Kiev's "European project" has already become a compelling national idea that finds support among most Ukrainians. Toward this end, Yanukovych has even agreed to free his main political rival, former Ukrainian Prime Minister Yulia Tymoshenko, from jail and allow her to seek medical treatment in Germany. She was imprisoned for "abuse of power" in connection with signing Ukraine's "unfavorable" gas agreement with Moscow while Putin was prime minister. But Moscow was unable, or apparently unwilling, to pressure Yanukovych to release Tymoshenko. Such impotence, or indifference, might have been just another reason pushing Ukrainian public opinion away from Russia and toward the EU.
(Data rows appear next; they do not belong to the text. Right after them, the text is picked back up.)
//! Trellis Place - text-described window layouts
//!
//! A [`Place`] lays out the child elements of one host window from a short
//! description string:
//! - Rows and columns of divisions sized by weight, percent, min/max bounds
//!   and measured content
//! - Grids with automatic tiling and merged cells
//! - Draggable splitters that can write their result back into the text
//! - Dock panes that float into their own container and re-dock
//!
//! ## Quick Start
//!
//! ```rust,no_run
//! # use trellis_place::Place;
//! # use trellis_core::host::{ElementId, Host};
//! # fn run(host: impl Host + 'static, tree_view: ElementId, editor: ElementId) -> trellis_place::PlaceResult<()> {
//! let mut place = Place::new();
//! place.bind(host)?;
//! place.div("<tree weight=25% min=120>|<vert <editor><status height=24>>")?;
//! place.field("tree").add(tree_view)?;
//! place.field("editor").add(editor)?;
//! place.field("status").text("ready")?;
//! place.collocate()?;
//!
//! // On host notifications:
//! // place.window_resized()?;
//! // place.handle_pointer(event);
//! # Ok(())
//! # }
//! ```

pub mod config;
pub mod division;
pub mod dock;
pub mod error;
pub mod field;
pub mod number;
pub mod parser;
pub mod place;
pub mod printer;
pub mod solver;
pub mod splitter;
pub mod tokenizer;
pub mod tree;

pub use config::PlaceConfig;
pub use division::{Collapse, Division, DivisionId, DivisionKind, DockSide, Fit};
pub use dock::{Dock, DockEvent, PaneFactory};
pub use error::{ParseError, ParseErrorKind, PlaceError, PlaceResult};
pub use field::Field;
pub use number::{Margin, Number, RepeatedArray};
pub use parser::parse;
pub use place::{FieldHandle, Place, SplitterRenderer};
pub use printer::print;
pub use solver::{Layout, SplitterArea, SplitterTarget};
pub use splitter::{SplitterState, SplitterVisual};
pub use tree::DivisionTree;

// Re-export what hosts need to drive a place
pub use trellis_core::event::{HandleStatus, HostEvent, PointerEvent};
pub use trellis_core::geometry::{Axis, Pos, Rect, Size};
pub use trellis_core::host::{ContainerId, ElementId, Host, HostError, MeasureRequest};
//! Trellis Core
//!
//! Shared building blocks for the Trellis layout engine: collections and the
//! generational arena, integer geometry, the host collaborator interface,
//! pointer events, logging and profiling bootstrap.

pub mod alloc;
pub mod event;
pub mod geometry;
pub mod host;
pub mod logging;
pub mod profiling;
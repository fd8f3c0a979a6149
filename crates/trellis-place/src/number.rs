//! Numeric values of the description language.
//!
//! A [`Number`] is what appears on the right of `weight=`, `min=`, `gap=` and
//! friends. [`Margin`] and [`RepeatedArray`] are the two sequence forms.

use std::fmt;

use trellis_core::geometry::Rect;

/// Tagged numeric value.
///
/// A percent is stored already divided by 100, so `30%` holds `0.3`.
#[derive(Debug, Clone, Copy, PartialEq, Default)]
pub enum Number {
    /// Unset.
    #[default]
    None,
    /// Whole pixels.
    Integer(i32),
    /// Fractional pixels.
    Real(f64),
    /// Fraction of a reference length.
    Percent(f64),
}

impl Number {
    pub fn percent(value: f64) -> Self {
        Number::Percent(value / 100.0)
    }

    pub fn is_none(&self) -> bool {
        matches!(self, Number::None)
    }

    pub fn is_percent(&self) -> bool {
        matches!(self, Number::Percent(_))
    }

    /// Integer or real pixels.
    pub fn is_fixed(&self) -> bool {
        matches!(self, Number::Integer(_) | Number::Real(_))
    }

    pub fn is_negative(&self) -> bool {
        match *self {
            Number::None => false,
            Number::Integer(v) => v < 0,
            Number::Real(v) | Number::Percent(v) => v < 0.0,
        }
    }

    /// The raw value, without resolving percents.
    pub fn real(&self) -> f64 {
        match *self {
            Number::None => 0.0,
            Number::Integer(v) => v as f64,
            Number::Real(v) | Number::Percent(v) => v,
        }
    }

    /// Resolve to pixels. Percents resolve against `reference`.
    pub fn get_value(&self, reference: i32) -> f64 {
        match *self {
            Number::None => 0.0,
            Number::Integer(v) => v as f64,
            Number::Real(v) => v,
            Number::Percent(v) => reference as f64 * v,
        }
    }

    /// Resolve to pixels, `None` when unset.
    pub fn resolve(&self, reference: i32) -> Option<f64> {
        (!self.is_none()).then(|| self.get_value(reference))
    }

    pub fn clear(&mut self) {
        *self = Number::None;
    }
}

impl From<i32> for Number {
    fn from(value: i32) -> Self {
        Number::Integer(value)
    }
}

impl From<f64> for Number {
    fn from(value: f64) -> Self {
        Number::Real(value)
    }
}

/// Writes a real without float noise: `30.000000000000004` becomes `30`.
fn write_real(f: &mut fmt::Formatter<'_>, value: f64) -> fmt::Result {
    let rounded = (value * 10_000.0).round() / 10_000.0;
    if rounded == rounded.trunc() {
        write!(f, "{}", rounded as i64)
    } else {
        write!(f, "{}", rounded)
    }
}

impl fmt::Display for Number {
    fn fmt(&self, f: &mut fmt::Formatter<'_>) -> fmt::Result {
        match *self {
            Number::None => Ok(()),
            Number::Integer(v) => write!(f, "{}", v),
            Number::Real(v) => write_real(f, v),
            Number::Percent(v) => {
                write_real(f, v * 100.0)?;
                write!(f, "%")
            }
        }
    }
}

/// Ordered numbers, optionally cycling.
#[derive(Debug, Clone, Default, PartialEq)]
pub struct RepeatedArray {
    values: Vec<Number>,
    repeated: bool,
}

impl RepeatedArray {
    pub fn new() -> Self {
        Self::default()
    }

    pub fn from_values(values: Vec<Number>, repeated: bool) -> Self {
        Self { values, repeated }
    }

    /// A single number applying to every index.
    pub fn uniform(value: Number) -> Self {
        Self {
            values: vec![value],
            repeated: true,
        }
    }

    pub fn push(&mut self, value: Number) {
        self.values.push(value);
    }

    pub fn set_repeated(&mut self, repeated: bool) {
        self.repeated = repeated;
    }

    pub fn is_repeated(&self) -> bool {
        self.repeated
    }

    pub fn is_empty(&self) -> bool {
        self.values.is_empty()
    }

    pub fn len(&self) -> usize {
        self.values.len()
    }

    pub fn values(&self) -> &[Number] {
        &self.values
    }

    pub fn clear(&mut self) {
        self.values.clear();
        self.repeated = false;
    }

    /// Element `index`, cycling when repeated, [`Number::None`] past the end.
    pub fn at(&self, index: usize) -> Number {
        if self.values.is_empty() {
            return Number::None;
        }
        if self.repeated {
            return self.values[index % self.values.len()];
        }
        self.values.get(index).copied().unwrap_or_default()
    }
}

impl fmt::Display for RepeatedArray {
    fn fmt(&self, f: &mut fmt::Formatter<'_>) -> fmt::Result {
        if self.repeated && self.values.len() == 1 {
            return write!(f, "{}", self.values[0]);
        }
        write!(f, "[")?;
        for (i, value) in self.values.iter().enumerate() {
            if i > 0 {
                write!(f, ",")?;
            }
            write!(f, "{}", value)?;
        }
        if self.repeated {
            write!(f, ",repeated")?;
        }
        write!(f, "]")
    }
}

/// Resolved edge widths in pixels.
#[derive(Debug, Clone, Copy, PartialEq, Default)]
pub struct Edges {
    pub top: f64,
    pub right: f64,
    pub bottom: f64,
    pub left: f64,
}

/// Up to four edge numbers, CSS-style.
///
/// | count | meaning                                  |
/// |-------|------------------------------------------|
/// | 1     | all edges                                |
/// | 2     | top/bottom, left/right                   |
/// | 3     | top, left/right, bottom                  |
/// | 4     | top, right, bottom, left                 |
#[derive(Debug, Clone, Default, PartialEq)]
pub struct Margin {
    numbers: Vec<Number>,
}

impl Margin {
    pub fn new() -> Self {
        Self::default()
    }

    /// Keeps at most the first four numbers.
    pub fn from_numbers(mut numbers: Vec<Number>) -> Self {
        numbers.truncate(4);
        Self { numbers }
    }

    pub fn is_empty(&self) -> bool {
        self.numbers.is_empty()
    }

    pub fn numbers(&self) -> &[Number] {
        &self.numbers
    }

    pub fn clear(&mut self) {
        self.numbers.clear();
    }

    /// Edge numbers as `[top, right, bottom, left]`.
    pub fn edges(&self) -> [Number; 4] {
        match *self.numbers.as_slice() {
            [] => [Number::None; 4],
            [all] => [all; 4],
            [vertical, horizontal] => [vertical, horizontal, vertical, horizontal],
            [top, horizontal, bottom] => [top, horizontal, bottom, horizontal],
            [top, right, bottom, left, ..] => [top, right, bottom, left],
        }
    }

    /// Resolve the edges against `rect`: left/right percents use its width,
    /// top/bottom percents its height.
    pub fn resolve(&self, rect: Rect<i32>) -> Edges {
        let [top, right, bottom, left] = self.edges();
        Edges {
            top: top.get_value(rect.height),
            right: right.get_value(rect.width),
            bottom: bottom.get_value(rect.height),
            left: left.get_value(rect.width),
        }
    }

    /// `rect` shrunk by the resolved edges.
    pub fn area(&self, rect: Rect<i32>) -> Rect<i32> {
        if self.numbers.is_empty() {
            return rect;
        }
        let edges = self.resolve(rect);
        rect.inset(
            edges.top.round() as i32,
            edges.right.round() as i32,
            edges.bottom.round() as i32,
            edges.left.round() as i32,
        )
    }

    /// Grow a margin-exclusive extent back to the full extent: fixed edges
    /// are added, then each percent edge divides by `1 - p`.
    pub fn expand(&self, width: f64, height: f64) -> (f64, f64) {
        let [top, right, bottom, left] = self.edges();
        let grow = |extent: f64, edges: [Number; 2]| {
            let mut extent = extent;
            for edge in edges {
                if edge.is_fixed() {
                    extent += edge.real().max(0.0);
                }
            }
            for edge in edges {
                if let Number::Percent(p) = edge
                    && p > 0.0
                    && p < 1.0
                {
                    extent /= 1.0 - p;
                }
            }
            extent
        };
        (grow(width, [left, right]), grow(height, [top, bottom]))
    }
}

impl fmt::Display for Margin {
    fn fmt(&self, f: &mut fmt::Formatter<'_>) -> fmt::Result {
        if let [single] = self.numbers.as_slice() {
            return write!(f, "{}", single);
        }
        write!(f, "[")?;
        for (i, number) in self.numbers.iter().enumerate() {
            if i > 0 {
                write!(f, ",")?;
            }
            write!(f, "{}", number)?;
        }
        write!(f, "]")
    }
}
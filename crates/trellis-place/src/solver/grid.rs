use trellis_core::geometry::Rect;
use trellis_core::host::ElementId;

use super::collocate::Collocator;
use crate::division::{Collapse, Division, DivisionId};

/// Columns and rows for `count` items in an automatic grid.
///
/// The edge is the smallest square that holds them; rows then shrink to
/// what is actually used.
pub fn auto_tile(count: usize) -> (u32, u32) {
    let edge = match count {
        0 | 1 => 1,
        2..=4 => 2,
        n => (n as f64).sqrt().ceil() as usize,
    };
    let rows = count.div_ceil(edge).max(1);
    (edge as u32, rows as u32)
}

#[derive(Debug, Clone, Copy)]
enum Item {
    Division(DivisionId),
    Element(ElementId),
}

impl Collocator<'_> {
    pub(super) fn grid(
        &mut self,
        id: DivisionId,
        division: &Division,
        inner: Rect<i32>,
        dimension: (u32, u32),
        collapses: &[Collapse],
        shown: bool,
    ) {
        let tree = self.tree;
        let fields = self.fields;

        let mut items = Vec::new();
        for child in tree.children(id) {
            if tree.get(*child).is_some_and(|d| d.display) {
                items.push(Item::Division(*child));
            } else {
                self.collapse(*child);
            }
        }
        if let Some(field) = division.name().and_then(|name| fields.get(name)) {
            items.extend(field.elements().iter().copied().map(Item::Element));
            for element in field.fastened() {
                self.place(*element, inner, shown);
            }
        }

        let (columns, rows) = if dimension == (1, 1) {
            auto_tile(items.len())
        } else {
            dimension
        };

        // `gap=[columns,rows]`; a lone value spaces both.
        let row_gap = match division.gap.at(1) {
            n if n.is_none() => division.gap.at(0),
            n => n,
        };
        let gap_x = division.gap.at(0).get_value(inner.width).max(0.0);
        let gap_y = row_gap.get_value(inner.height).max(0.0);
        let cell_w = ((inner.width as f64 - gap_x * (columns as f64 - 1.0)) / columns as f64).max(0.0);
        let cell_h = ((inner.height as f64 - gap_y * (rows as f64 - 1.0)) / rows as f64).max(0.0);

        let cell = |column: u32, row: u32, span_x: u32, span_y: u32| {
            let x = inner.x as f64 + column as f64 * (cell_w + gap_x);
            let y = inner.y as f64 + row as f64 * (cell_h + gap_y);
            let w = span_x as f64 * cell_w + (span_x as f64 - 1.0) * gap_x;
            let h = span_y as f64 * cell_h + (span_y as f64 - 1.0) * gap_y;
            Rect::new(
                x.round() as i32,
                y.round() as i32,
                ((x + w).round() - x.round()) as i32,
                ((y + h).round() - y.round()) as i32,
            )
        };

        // Row-major walk; a collapse occupies its block from its origin.
        let mut slots = Vec::new();
        for row in 0..rows {
            for column in 0..columns {
                match collapses.iter().find(|c| c.contains(column, row)) {
                    Some(c) if c.x == column && c.y == row => {
                        slots.push(cell(column, row, c.width.max(1), c.height.max(1)));
                    }
                    Some(_) => {}
                    None => slots.push(cell(column, row, 1, 1)),
                }
            }
        }

        let mut slots = slots.into_iter();
        for item in items {
            let (area, visible) = match slots.next() {
                Some(area) => (area, shown),
                None => (Rect::ZERO, false),
            };
            match item {
                Item::Division(child) => self.collocate(child, area, visible),
                Item::Element(element) => self.place(element, area, visible),
            }
        }
    }
}
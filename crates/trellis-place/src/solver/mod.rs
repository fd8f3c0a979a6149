//! Size resolution: the floor pass and the collocate pass.
//!
//! Both passes read the division tree and write side tables keyed by
//! [`DivisionId`]; neither mutates the divisions themselves.
//!
//! 1. [`calc_floors`] walks the tree bottom-up and records, for each
//!    division, the smallest extent its content needs (children floors,
//!    measured content for `fit`, margins).
//! 2. [`Collocator::run`] walks top-down, turns weights, percents and bounds
//!    into pixel rectangles and pushes them to the host elements.

mod collocate;
mod distribute;
mod dock;
mod floor;
mod grid;

pub use collocate::Collocator;
pub use distribute::{Bounds, assign_spans, distribute};
pub use floor::{FloorTable, calc_floors};
pub use grid::auto_tile;

use trellis_core::alloc::HashMap;
use trellis_core::geometry::{Axis, Rect};

use crate::division::DivisionId;
use crate::tree::DivisionTree;

/// What a splitter bar resizes.
#[derive(Debug, Clone, Copy, PartialEq, Eq, Hash)]
pub enum SplitterTarget {
    /// A splitter division between two siblings.
    Splitter(DivisionId),
    /// The bar on the inner edge of a dock pane.
    DockPane(DivisionId),
}

/// A splitter bar as laid out by the last collocate pass.
#[derive(Debug, Clone, Copy, PartialEq, Eq)]
pub struct SplitterArea {
    pub target: SplitterTarget,
    pub area: Rect<i32>,
    /// Axis the bar moves along.
    pub axis: Axis,
}

/// Output of a collocate pass.
#[derive(Debug, Clone, Default)]
pub struct Layout {
    /// Full rectangle of every division, including margins.
    pub areas: HashMap<DivisionId, Rect<i32>>,
    /// Splitter bars that are shown, in layout order.
    pub splitters: Vec<SplitterArea>,
}

impl Layout {
    pub fn area(&self, id: DivisionId) -> Option<Rect<i32>> {
        self.areas.get(&id).copied()
    }

    /// Splitter bar under `point`, if any.
    pub fn splitter_at(&self, point: trellis_core::geometry::Pos<i32>) -> Option<SplitterArea> {
        self.splitters
            .iter()
            .rev()
            .find(|s| s.area.contains(point))
            .copied()
    }

    pub fn splitter(&self, target: SplitterTarget) -> Option<SplitterArea> {
        self.splitters.iter().find(|s| s.target == target).copied()
    }
}

/// One displayed slot in an arrange row.
#[derive(Debug, Clone, Copy, PartialEq, Eq)]
pub(crate) struct Entry {
    pub id: DivisionId,
    pub splitter: bool,
}

/// A splitter is shown only while the leaves on both sides are displayed.
pub(crate) fn splitter_effective(tree: &DivisionTree, id: DivisionId) -> bool {
    let displayed = |leaf: Option<DivisionId>| {
        leaf.and_then(|l| tree.get(l)).is_some_and(|d| d.display)
    };
    let (before, after) = tree.adjacent_leaves(id);
    tree.get(id).is_some_and(|d| d.display) && displayed(before) && displayed(after)
}

/// Displayed children of `owner` in order, with hidden splitters dropped.
pub(crate) fn entries(tree: &DivisionTree, owner: DivisionId) -> Vec<Entry> {
    tree.children(owner)
        .iter()
        .filter_map(|child| {
            let division = tree.get(*child)?;
            if !division.display {
                return None;
            }
            if division.is_splitter() {
                return splitter_effective(tree, *child).then_some(Entry {
                    id: *child,
                    splitter: true,
                });
            }
            Some(Entry {
                id: *child,
                splitter: false,
            })
        })
        .collect()
}
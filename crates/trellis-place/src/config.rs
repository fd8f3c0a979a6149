//! Engine configuration.

use trellis_core::geometry::Size;

/// Tunables for a [`crate::Place`].
///
/// # Example
///
/// ```
/// use trellis_place::PlaceConfig;
///
/// let config = PlaceConfig::default()
///     .splitter_thickness(6)
///     .persist_splitter(false);
/// assert_eq!(config.splitter_thickness, 6);
/// ```
#[derive(Debug, Clone, PartialEq)]
pub struct PlaceConfig {
    /// Thickness of a splitter bar in pixels.
    pub splitter_thickness: u32,
    /// Thickness of the bar on a dock pane's inner edge.
    pub dock_splitter_thickness: u32,
    /// Extent of a dock pane without a weight, as a fraction of the dock.
    pub default_pane_fraction: f64,
    /// Pointer travel before a pressed splitter starts dragging.
    pub drag_threshold: u32,
    /// Write splitter results back into the description on release.
    pub persist_splitter: bool,
    /// Size of a floating container created for an undocked pane.
    pub float_size: Size<u32>,
}

impl Default for PlaceConfig {
    fn default() -> Self {
        Self {
            splitter_thickness: 4,
            dock_splitter_thickness: 4,
            default_pane_fraction: 0.25,
            drag_threshold: 0,
            persist_splitter: true,
            float_size: Size::new(320, 240),
        }
    }
}

impl PlaceConfig {
    pub fn splitter_thickness(mut self, thickness: u32) -> Self {
        self.splitter_thickness = thickness;
        self
    }

    pub fn dock_splitter_thickness(mut self, thickness: u32) -> Self {
        self.dock_splitter_thickness = thickness;
        self
    }

    /// Clamped to `0.0..=1.0`.
    pub fn default_pane_fraction(mut self, fraction: f64) -> Self {
        self.default_pane_fraction = fraction.clamp(0.0, 1.0);
        self
    }

    pub fn drag_threshold(mut self, threshold: u32) -> Self {
        self.drag_threshold = threshold;
        self
    }

    pub fn persist_splitter(mut self, persist: bool) -> Self {
        self.persist_splitter = persist;
        self
    }

    pub fn float_size(mut self, size: Size<u32>) -> Self {
        self.float_size = size;
        self
    }
}
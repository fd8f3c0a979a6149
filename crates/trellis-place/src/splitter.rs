//! Splitter drag state machine.
//!
//! A press on a splitter bar starts a pending drag; it becomes active once
//! the pointer has moved past the configured threshold along the bar's axis.
//! The sizes and bounds of the affected divisions are captured at press time
//! so every move resolves against the same starting point.

use trellis_core::geometry::{Axis, Pos, Rect};

use crate::division::{DivisionId, DockSide};
use crate::solver::SplitterTarget;

/// Interaction state of one splitter bar.
#[derive(Debug, Clone, Copy, PartialEq, Eq, Default)]
pub enum SplitterState {
    #[default]
    Idle,
    /// Pointer is down on the bar, threshold not yet exceeded.
    Pressed,
    Dragging,
}

/// What the splitter renderer receives for each visible bar.
#[derive(Debug, Clone, Copy, PartialEq, Eq)]
pub struct SplitterVisual {
    pub area: Rect<i32>,
    pub axis: Axis,
    pub state: SplitterState,
    /// The bar resizes a dock pane rather than two siblings.
    pub dock: bool,
}

/// Size limits of one side of a drag, in pixels.
#[derive(Debug, Clone, Copy, PartialEq)]
pub struct LeafBounds {
    pub min: f64,
    pub max: f64,
}

impl Default for LeafBounds {
    fn default() -> Self {
        Self {
            min: 0.0,
            max: f64::INFINITY,
        }
    }
}

impl LeafBounds {
    pub fn new(min: f64, max: f64) -> Self {
        Self { min, max }
    }

    /// Clamp a size to the bounds; the minimum wins when they cross.
    pub fn clamp(&self, size: f64) -> f64 {
        let mut result = size.min(self.max);
        result = result.max(self.min);
        result
    }
}

/// Sizes captured when the pointer went down.
#[derive(Debug, Clone, Copy, PartialEq)]
pub enum Capture {
    /// Two leaves on either side of a splitter division.
    Pair {
        left: DivisionId,
        right: DivisionId,
        left_size: f64,
        right_size: f64,
        left_bounds: LeafBounds,
        right_bounds: LeafBounds,
        /// Along-axis length of the owner's margin area; percents resolve
        /// against it.
        owner_length: i32,
    },
    /// A dock pane and its edge.
    Pane {
        pane: DivisionId,
        side: DockSide,
        extent: i32,
        bounds: LeafBounds,
    },
}

/// State of an ongoing splitter drag.
#[derive(Debug, Clone)]
pub struct DragState {
    pub target: SplitterTarget,
    pub axis: Axis,
    pub start_pos: Pos<i32>,
    pub current_pos: Pos<i32>,
    /// Bar rectangle at press time.
    pub origin: Rect<i32>,
    pub capture: Capture,
    /// Whether the drag threshold has been exceeded.
    pub is_active: bool,
}

impl DragState {
    pub fn new(
        target: SplitterTarget,
        axis: Axis,
        start_pos: Pos<i32>,
        origin: Rect<i32>,
        capture: Capture,
    ) -> Self {
        Self {
            target,
            axis,
            start_pos,
            current_pos: start_pos,
            origin,
            capture,
            is_active: false,
        }
    }

    /// Pointer travel along the bar's axis.
    pub fn delta(&self) -> i32 {
        match self.axis {
            Axis::Horizontal => self.current_pos.x - self.start_pos.x,
            Axis::Vertical => self.current_pos.y - self.start_pos.y,
        }
    }

    fn update(&mut self, pos: Pos<i32>, threshold: u32) {
        self.current_pos = pos;
        if !self.is_active && self.delta().unsigned_abs() >= threshold {
            self.is_active = true;
        }
    }

    pub fn state(&self) -> SplitterState {
        if self.is_active {
            SplitterState::Dragging
        } else {
            SplitterState::Pressed
        }
    }
}

/// Holds the single drag that may be in progress.
#[derive(Debug, Default)]
pub struct DragManager {
    drag_state: Option<DragState>,
    threshold: u32,
}

impl DragManager {
    pub fn new(threshold: u32) -> Self {
        Self {
            drag_state: None,
            threshold,
        }
    }

    pub fn start(&mut self, state: DragState) {
        self.drag_state = Some(state);
    }

    /// Record a pointer move. Returns true if a drag is in progress.
    pub fn update(&mut self, pos: Pos<i32>) -> bool {
        let threshold = self.threshold;
        if let Some(state) = self.drag_state.as_mut() {
            state.update(pos, threshold);
            true
        } else {
            false
        }
    }

    pub fn is_dragging(&self) -> bool {
        self.drag_state.as_ref().is_some_and(|s| s.is_active)
    }

    /// Pointer is down on a bar but has not moved far enough yet.
    pub fn has_pending_drag(&self) -> bool {
        self.drag_state.as_ref().is_some_and(|s| !s.is_active)
    }

    pub fn drag_state(&self) -> Option<&DragState> {
        self.drag_state.as_ref()
    }

    pub fn cancel_drag(&mut self) {
        self.drag_state = None;
    }

    pub fn end_drag(&mut self) -> Option<DragState> {
        self.drag_state.take()
    }

    /// Interaction state of the bar resizing `target`.
    pub fn state_of(&self, target: SplitterTarget) -> SplitterState {
        self.drag_state
            .as_ref()
            .filter(|s| s.target == target)
            .map(DragState::state)
            .unwrap_or_default()
    }
}

/// New sizes of a splitter's two leaves after moving the bar by `delta`.
///
/// The pair total is preserved. The left size is limited by both leaves'
/// bounds; minimums win over maximums.
pub fn split_sizes(
    left_size: f64,
    right_size: f64,
    left: LeafBounds,
    right: LeafBounds,
    delta: i32,
) -> (f64, f64) {
    let total = left_size + right_size;
    let low = left.min.max(total - right.max);
    let high = left.max.min(total - right.min);
    let mut size = (left_size + delta as f64).min(high).max(low);
    size = size.clamp(0.0, total.max(0.0));
    (size, total - size)
}

/// New extent of a dock pane after moving its bar by `delta`.
pub fn pane_extent(side: DockSide, extent: i32, bounds: LeafBounds, delta: i32) -> i32 {
    let moved = if side.is_before() {
        extent + delta
    } else {
        extent - delta
    };
    (bounds.clamp(moved as f64).round() as i32).max(0)
}

#[cfg(test)]
mod tests {
    use super::*;
    use trellis_core::alloc::IndexSlot;

    fn target() -> SplitterTarget {
        SplitterTarget::Splitter(IndexSlot::new(1, 0))
    }

    fn pressed(threshold: u32) -> DragManager {
        let mut manager = DragManager::new(threshold);
        let capture = Capture::Pane {
            pane: IndexSlot::new(1, 1),
            side: DockSide::Left,
            extent: 100,
            bounds: LeafBounds::default(),
        };
        manager.start(DragState::new(
            target(),
            Axis::Horizontal,
            Pos::new(100, 10),
            Rect::new(98, 0, 4, 50),
            capture,
        ));
        manager
    }

    #[test]
    fn test_threshold_activates_drag() {
        let mut manager = pressed(5);
        assert!(manager.has_pending_drag());
        assert_eq!(manager.state_of(target()), SplitterState::Pressed);

        manager.update(Pos::new(103, 40));
        assert!(!manager.is_dragging());

        manager.update(Pos::new(106, 10));
        assert!(manager.is_dragging());
        assert_eq!(manager.state_of(target()), SplitterState::Dragging);
        assert_eq!(manager.drag_state().map(DragState::delta), Some(6));

        let ended = manager.end_drag().expect("drag");
        assert!(ended.is_active);
        assert_eq!(manager.state_of(target()), SplitterState::Idle);
    }

    #[test]
    fn test_zero_threshold_is_immediate() {
        let mut manager = pressed(0);
        manager.update(Pos::new(100, 10));
        assert!(manager.is_dragging());
    }

    #[test]
    fn test_cancel_drag() {
        let mut manager = pressed(0);
        manager.cancel_drag();
        assert!(!manager.update(Pos::new(0, 0)));
        assert!(manager.drag_state().is_none());
    }

    #[test]
    fn test_split_sizes_respects_bounds() {
        let free = LeafBounds::default();
        assert_eq!(split_sizes(100.0, 100.0, free, free, 30), (130.0, 70.0));

        let left = LeafBounds::new(80.0, f64::INFINITY);
        assert_eq!(split_sizes(100.0, 100.0, left, free, -50), (80.0, 120.0));

        let right = LeafBounds::new(0.0, 150.0);
        assert_eq!(split_sizes(100.0, 100.0, free, right, -80), (50.0, 150.0));

        assert_eq!(split_sizes(100.0, 100.0, free, free, 500), (200.0, 0.0));
    }

    #[test]
    fn test_pane_extent_follows_side() {
        let bounds = LeafBounds::new(20.0, 200.0);
        assert_eq!(pane_extent(DockSide::Left, 100, bounds, 30), 130);
        assert_eq!(pane_extent(DockSide::Right, 100, bounds, 30), 70);
        assert_eq!(pane_extent(DockSide::Top, 100, bounds, -95), 20);
        assert_eq!(pane_extent(DockSide::Bottom, 100, bounds, -300), 200);
    }
}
According to recent opinion polls, 53 percent of Ukrainians support accession to the EU while only 35 percent do not. Also, 47 percent believe that the free trade agreement with Europe will be more favorable, while 34 percent would prefer entering the Customs Union that Russia has proposed. Even the voters in eastern Ukraine, who are traditionally pro-Russia and comprise Yanukovych's electoral base, are almost evenly split on the question of EU accession, with 45 percent opposed and 42 percent in favor. As for the idea of combining Russia, Ukraine and Belarus into a single state, only 38 percent of Ukrainians support it, while 50 percent are opposed. These figures show how much Russia has lost the battle over Ukrainian public opinion.
Even 22 years after the Soviet collapse, Russia's ruling elite still cannot resign itself to the fact that Ukraine is a separate and independent state whose interests differ from Russia's. Together with this, Russia has yet to put its own social and economic house in order in a way that could compete with the EU, even with all of its current problems.
When Russian politicians proudly proclaim that Russia is not Europe and that it has a special path to follow, it is perceived by many Ukrainians as an excuse for Russia's inability to establish the rule of law, its lack of protections for civil and property rights and its lack of European-style democracy. Even $10 billion in trade perks cannot induce Ukraine to follow Russia down that type of "special path."